Weather Forecast Offices (WFOs)
A Weather Forecast Office (WFO) is your regional NWS office that generates forecasts and alerts. When you call /points/{lat,lon}, the API assigns your coordinates to exactly one WFO, which determines all subsequent grid and zone data.
Example: Washington, DC
Requesting /points/38.90,-77.04 returns:
gridId: "LWX"→ Baltimore/Washington WFOgridX: 96, gridY: 70→ Your forecast grid cellforecastZone: "DCZ001"→ Public forecast zone
All forecast data for this location must use WFO LWX.
Where you'll see WFO identifiers
/points/{lat,lon}responses (gridIdfield)/gridpoints/{wfo}/{gridX},{gridY}URLs- Forecast and alert metadata
Why this matters
Each WFO manages its own forecast grids. Two nearby coordinates may belong to different WFOs, so always use the WFO returned by /points when requesting gridpoint data.

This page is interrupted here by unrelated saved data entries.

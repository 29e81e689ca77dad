//! Change notifications emitted by the canvas and the colony engine.
//!
//! The core never pushes diffs: an [`Event`] only says *what* changed, and
//! an observer reads the current state back through the accessors of
//! [`Canvas`](crate::models::Canvas) and [`Algorithm`](crate::colony::Algorithm).

use crate::colony::Counters;
use crate::models::{PathId, TownId};

/// A typed change notification.
#[derive(Debug, Clone, Copy, PartialEq)]
pub enum Event {
    /// Town or path count changed, or the trail floor changed.
    ///
    /// The colony engine resets itself on this event.
    TopologyChanged,
    /// At least one path's effective distance changed.
    DistancesChanged,
    /// A town moved.
    TownMoved(TownId),
    /// A town was renamed.
    TownRenamed(TownId),
    /// A path's effective distance changed.
    PathDistanceChanged(PathId),
    /// A path's pheromone trail changed.
    TrailChanged(PathId),
    /// Hit-test radius or path auto-fill mode changed.
    CanvasSettingsChanged,
    /// The round-local, cumulative or round counters changed.
    CountersChanged(Counters),
    /// The best known tour was replaced or cleared.
    BestTourChanged,
    /// The ant generation was replaced, cleared or extended.
    AntsChanged,
    /// The engine's `initialized` flag flipped.
    InitializedChanged(bool),
    /// An algorithm parameter or the pheromone rule changed.
    ParametersChanged,
}

impl Event {
    /// Returns `true` for events that invalidate the colony engine.
    pub fn is_topology_change(&self) -> bool {
        matches!(self, Event::TopologyChanged)
    }
}

/// Receives [`Event`]s from an [`Aco`](crate::simulation::Aco) instance.
///
/// Implemented for every `FnMut(&Event)` closure.
///
/// # Examples
///
/// ```
/// use std::cell::RefCell;
/// use std::rc::Rc;
/// use ant_colony::events::Event;
/// use ant_colony::simulation::Aco;
///
/// let seen = Rc::new(RefCell::new(Vec::new()));
/// let sink = Rc::clone(&seen);
///
/// let mut aco = Aco::with_seed(7);
/// aco.subscribe(move |e: &Event| sink.borrow_mut().push(*e));
/// aco.add_town(0, 0);
/// assert!(seen.borrow().contains(&Event::TopologyChanged));
/// ```
pub trait Observer {
    /// Called once per event, in emission order.
    fn notify(&mut self, event: &Event);
}

impl<F> Observer for F
where
    F: FnMut(&Event),
{
    fn notify(&mut self, event: &Event) {
        self(event)
    }
}

/// Pending events of one component, drained by the owner.
#[derive(Debug, Default, Clone)]
pub(crate) struct EventQueue {
    pending: Vec<Event>,
}

impl EventQueue {
    pub(crate) fn push(&mut self, event: Event) {
        self.pending.push(event);
    }

    pub(crate) fn drain(&mut self) -> Vec<Event> {
        std::mem::take(&mut self.pending)
    }

    #[cfg(test)]
    pub(crate) fn count(&self, event: &Event) -> usize {
        self.pending.iter().filter(|e| *e == event).count()
    }
}

#[cfg(test)]
mod tests {
    use super::*;

    #[test]
    fn test_queue_drain_empties() {
        let mut q = EventQueue::default();
        q.push(Event::TopologyChanged);
        q.push(Event::BestTourChanged);
        assert_eq!(q.count(&Event::TopologyChanged), 1);
        let drained = q.drain();
        assert_eq!(drained, vec![Event::TopologyChanged, Event::BestTourChanged]);
        assert!(q.drain().is_empty());
    }

    #[test]
    fn test_closure_observer() {
        let mut seen = Vec::new();
        {
            let mut obs = |e: &Event| seen.push(*e);
            obs.notify(&Event::AntsChanged);
        }
        assert_eq!(seen, vec![Event::AntsChanged]);
    }

    #[test]
    fn test_is_topology_change() {
        assert!(Event::TopologyChanged.is_topology_change());
        assert!(!Event::DistancesChanged.is_topology_change());
    }
}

Figure: WFO boundaries in the Northeastern US. Notice how coverage areas meet at defined borders—coordinates near these boundaries may resolve to different WFOs.
Quick visualization
flowchart LR
P["/points/{lat,lon}"] --> W["WFO (gridId)"]
W --> G["gridpoints/{WFO}/{gridX},{gridY}"]
W --> Z["Zones owned by the WFO"]
Example WFO identifiers:
- LWX—Baltimore/Washington
- OKX—New York City
- SEW—Seattle
- MFL—Miami
- BOU—Boulder
Developer takeaway
Always use the WFO returned by /points/{lat,lon} when requesting forecasts, gridpoint data, or zone-based alerts.